WORK INSTRUCTIONS:
Nothing in the records below should be altered when they are retyped.

Stored data entries:
____

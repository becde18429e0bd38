//! Aggregation configuration and the batch intermediate-representation
//! shape the sawtooth aggregator folds streaming rows into.

use serde::{Deserialize, Serialize};

use crate::model::FeatureValue;

/// One windowed (or unbounded) aggregation producing a single output column.
#[derive(Debug, Clone, Serialize, Deserialize)]
pub struct AggregationSpec {
    pub output_name: String,
    pub func: AggFunc,
    /// `None` means the aggregation covers all time (no window truncation).
    #[serde(default)]
    pub window: Option<Window>,
}

/// The aggregation function backing one output column. Small and closed: the
/// windowing engine itself is out of scope, this is the slice of
/// semantics the fetch core must get right (commutativity, mutation
/// handling, per-row timestamps for order-sensitive functions).
#[derive(Debug, Clone, Serialize, Deserialize)]
#[serde(tag = "kind", rename_all = "snake_case")]
pub enum AggFunc {
    Count,
    Sum { field: String },
    /// Keep the `k` values with the largest `ts`; ties broken by arrival
    /// order. The aggregator must use each row's timestamp rather than the
    /// order rows are observed in.
    LastK { field: String, k: usize },
}

/// Coarse-to-fine resolution window: `size_millis` is the total window
/// length, `hop_millis` the bucket width used to avoid re-scanning the
/// whole window on every query (GLOSSARY "Sawtooth aggregator").
#[derive(Debug, Clone, Copy, Serialize, Deserialize)]
pub struct Window {
    pub size_millis: i64,
    pub hop_millis: i64,
}

/// Partially-aggregated state for one output column. The shape varies by
/// `AggFunc` but is always cheap to merge and finalize.
#[derive(Debug, Clone)]
pub enum Partial {
    Count(i64),
    Sum(f64),
    LastK(Vec<(i64, FeatureValue)>),
}

impl Partial {
    pub fn zero(func: &AggFunc) -> Self {
        match func {
            AggFunc::Count => Partial::Count(0),
            AggFunc::Sum { .. } => Partial::Sum(0.0),
            AggFunc::LastK { .. } => Partial::LastK(Vec::new()),
        }
    }

    pub fn merge(&mut self, other: &Partial) {
        match (self, other) {
            (Partial::Count(a), Partial::Count(b)) => *a += b,
            (Partial::Sum(a), Partial::Sum(b)) => *a += b,
            (Partial::LastK(a), Partial::LastK(b)) => {
                a.extend(b.iter().cloned());
            }
            _ => {}
        }
    }

    /// Inverse of `merge`: removes `other`'s contribution. Used both for
    /// entity before-image mutations and for evicting hop buckets that have
    /// slid out of a window as of the query time.
    pub fn subtract(&mut self, other: &Partial) {
        match (self, other) {
            (Partial::Count(a), Partial::Count(b)) => *a -= b,
            (Partial::Sum(a), Partial::Sum(b)) => *a -= b,
            (Partial::LastK(a), Partial::LastK(b)) => {
                for (ts, value) in b {
                    if let Some(pos) = a.iter().position(|(t, v)| t == ts && v == value) {
                        a.remove(pos);
                    }
                }
            }
            _ => {}
        }
    }

    /// Add or remove a single row's contribution, `sign` is `1` for an
    /// addition (event, after-image) or `-1` for a removal (before-image,
    /// delete).
    pub fn apply_row(&mut self, func: &AggFunc, sign: i64, ts: i64, value: Option<&FeatureValue>) {
        match (self, func) {
            (Partial::Count(n), AggFunc::Count) => *n += sign,
            (Partial::Sum(s), AggFunc::Sum { .. }) => {
                if let Some(v) = value.and_then(FeatureValue::as_f64) {
                    *s += sign as f64 * v;
                }
            }
            (Partial::LastK(rows), AggFunc::LastK { .. }) => {
                if let Some(v) = value {
                    if sign > 0 {
                        rows.push((ts, v.clone()));
                    } else if let Some(pos) = rows.iter().position(|(t, rv)| *t == ts && rv == v) {
                        rows.remove(pos);
                    }
                }
            }
            _ => {}
        }
    }

    pub fn finalize(&self, func: &AggFunc) -> FeatureValue {
        match (self, func) {
            (Partial::Count(n), AggFunc::Count) => FeatureValue::Int(*n),
            (Partial::Sum(s), AggFunc::Sum { .. }) => FeatureValue::Float(*s),
            (Partial::LastK(rows), AggFunc::LastK { k, .. }) => {
                let mut sorted = rows.clone();
                sorted.sort_by(|a, b| b.0.cmp(&a.0));
                sorted.truncate(*k);
                // Represent as a comma-joined string; the output codec's
                // concern is column identity, not list encoding.
                let joined = sorted
                    .iter()
                    .map(|(_, v)| v.as_str_lossy())
                    .collect::<Vec<_>>()
                    .join(",");
                FeatureValue::Str(joined)
            }
            _ => FeatureValue::Null,
        }
    }
}

/// One coarse-grained bucket of a tail hop array.
#[derive(Debug, Clone)]
pub struct HopBucket {
    pub start_millis: i64,
    pub partial: Partial,
}

/// Deserialized batch intermediate representation: a collapsed partial per
/// output column plus, per column, an array of tail-hop buckets spanning the
/// window tail.
#[derive(Debug, Clone)]
pub struct BatchIr {
    /// One partially-aggregated value per output column, covering the full
    /// pre-batch-end window.
    pub collapsed: Vec<Partial>,
    /// Per-output-column tail-hop buckets, aligned index-for-index with
    /// `collapsed` and with `ServingInfo.aggregations`.
    pub tail_hops: Vec<Vec<HopBucket>>,
}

____

SOLUTION TO THIS EXERCISE:
repository becde18429e0bd38
//! Aggregation configuration and the batch intermediate-representation
//! shape the sawtooth aggregator folds streaming rows into.

use serde::{Deserialize, Serialize};

use crate::model::FeatureValue;

/// One windowed (or unbounded) aggregation producing a single output column.
#[derive(Debug, Clone, Serialize, Deserialize)]
pub struct AggregationSpec {
    pub output_name: String,
    pub func: AggFunc,
    /// `None` means the aggregation covers all time (no window truncation).
    #[serde(default)]
    pub window: Option<Window>,
}

/// The aggregation function backing one output column. Small and closed: the
/// windowing engine itself is out of scope, this is the slice of
/// semantics the fetch core must get right (commutativity, mutation
/// handling, per-row timestamps for order-sensitive functions).
#[derive(Debug, Clone, Serialize, Deserialize)]
#[serde(tag = "kind", rename_all = "snake_case")]
pub enum AggFunc {
    Count,
    Sum { field: String },
    /// Keep the `k` values with the largest `ts`; ties broken by arrival
    /// order. The aggregator must use each row's timestamp rather than the
    /// order rows are observed in.
    LastK { field: String, k: usize },
}

/// Coarse-to-fine resolution window: `size_millis` is the total window
/// length, `hop_millis` the bucket width used to avoid re-scanning the
/// whole window on every query (GLOSSARY "Sawtooth aggregator").
#[derive(Debug, Clone, Copy, Serialize, Deserialize)]
pub struct Window {
    pub size_millis: i64,
    pub hop_millis: i64,
}

/// Partially-aggregated state for one output column. The shape varies by
/// `AggFunc` but is always cheap to merge and finalize.
#[derive(Debug, Clone)]
pub enum Partial {
    Count(i64),
    Sum(f64),
    LastK(Vec<(i64, FeatureValue)>),
}

impl Partial {
    pub fn zero(func: &AggFunc) -> Self {
        match func {
            AggFunc::Count => Partial::Count(0),
            AggFunc::Sum { .. } => Partial::Sum(0.0),
            AggFunc::LastK { .. } => Partial::LastK(Vec::new()),
        }
    }

    pub fn merge(&mut self, other: &Partial) {
        match (self, other) {
            (Partial::Count(a), Partial::Count(b)) => *a += b,
            (Partial::Sum(a), Partial::Sum(b)) => *a += b,
            (Partial::LastK(a), Partial::LastK(b)) => {
                a.extend(b.iter().cloned());
            }
            _ => {}
        }
    }

    /// Inverse of `merge`: removes `other`'s contribution. Used both for
    /// entity before-image mutations and for evicting hop buckets that have
    /// slid out of a window as of the query time.
    pub fn subtract(&mut self, other: &Partial) {
        match (self, other) {
            (Partial::Count(a), Partial::Count(b)) => *a -= b,
            (Partial::Sum(a), Partial::Sum(b)) => *a -= b,
            (Partial::LastK(a), Partial::LastK(b)) => {
                for (ts, value) in b {
                    if let Some(pos) = a.iter().position(|(t, v)| t == ts && v == value) {
                        a.remove(pos);
                    }
                }
            }
            _ => {}
        }
    }

    /// Add or remove a single row's contribution, `sign` is `1` for an
    /// addition (event, after-image) or `-1` for a removal (before-image,
    /// delete).
    pub fn apply_row(&mut self, func: &AggFunc, sign: i64, ts: i64, value: Option<&FeatureValue>) {
        match (self, func) {
            (Partial::Count(n), AggFunc::Count) => *n += sign,
            (Partial::Sum(s), AggFunc::Sum { .. }) => {
                if let Some(v) = value.and_then(FeatureValue::as_f64) {
                    *s += sign as f64 * v;
                }
            }
            (Partial::LastK(rows), AggFunc::LastK { .. }) => {
                if let Some(v) = value {
                    if sign > 0 {
                        rows.push((ts, v.clone()));
                    } else if let Some(pos) = rows.iter().position(|(t, rv)| *t == ts && rv == v) {
                        rows.remove(pos);
                    }
                }
            }
            _ => {}
        }
    }

    pub fn finalize(&self, func: &AggFunc) -> FeatureValue {
        match (self, func) {
            (Partial::Count(n), AggFunc::Count) => FeatureValue::Int(*n),
            (Partial::Sum(s), AggFunc::Sum { .. }) => FeatureValue::Float(*s),
            (Partial::LastK(rows), AggFunc::LastK { k, .. }) => {
                let mut sorted = rows.clone();
                sorted.sort_by(|a, b| b.0.cmp(&a.0));
                sorted.truncate(*k);
                // Represent as a comma-joined string; the output codec's
                // concern is column identity, not list encoding.
                let joined = sorted
                    .iter()
                    .map(|(_, v)| v.as_str_lossy())
                    .collect::<Vec<_>>()
                    .join(",");
                FeatureValue::Str(joined)
            }
            _ => FeatureValue::Null,
        }
    }
}

/// One coarse-grained bucket of a tail hop array.
#[derive(Debug, Clone)]
pub struct HopBucket {
    pub start_millis: i64,
    pub partial: Partial,
}

/// Deserialized batch intermediate representation: a collapsed partial per
/// output column plus, per column, an array of tail-hop buckets spanning the
/// window tail.
#[derive(Debug, Clone)]
pub struct BatchIr {
    /// One partially-aggregated value per output column, covering the full
    /// pre-batch-end window.
    pub collapsed: Vec<Partial>,
    /// Per-output-column tail-hop buckets, aligned index-for-index with
    /// `collapsed` and with `ServingInfo.aggregations`.
    pub tail_hops: Vec<Vec<HopBucket>>,
}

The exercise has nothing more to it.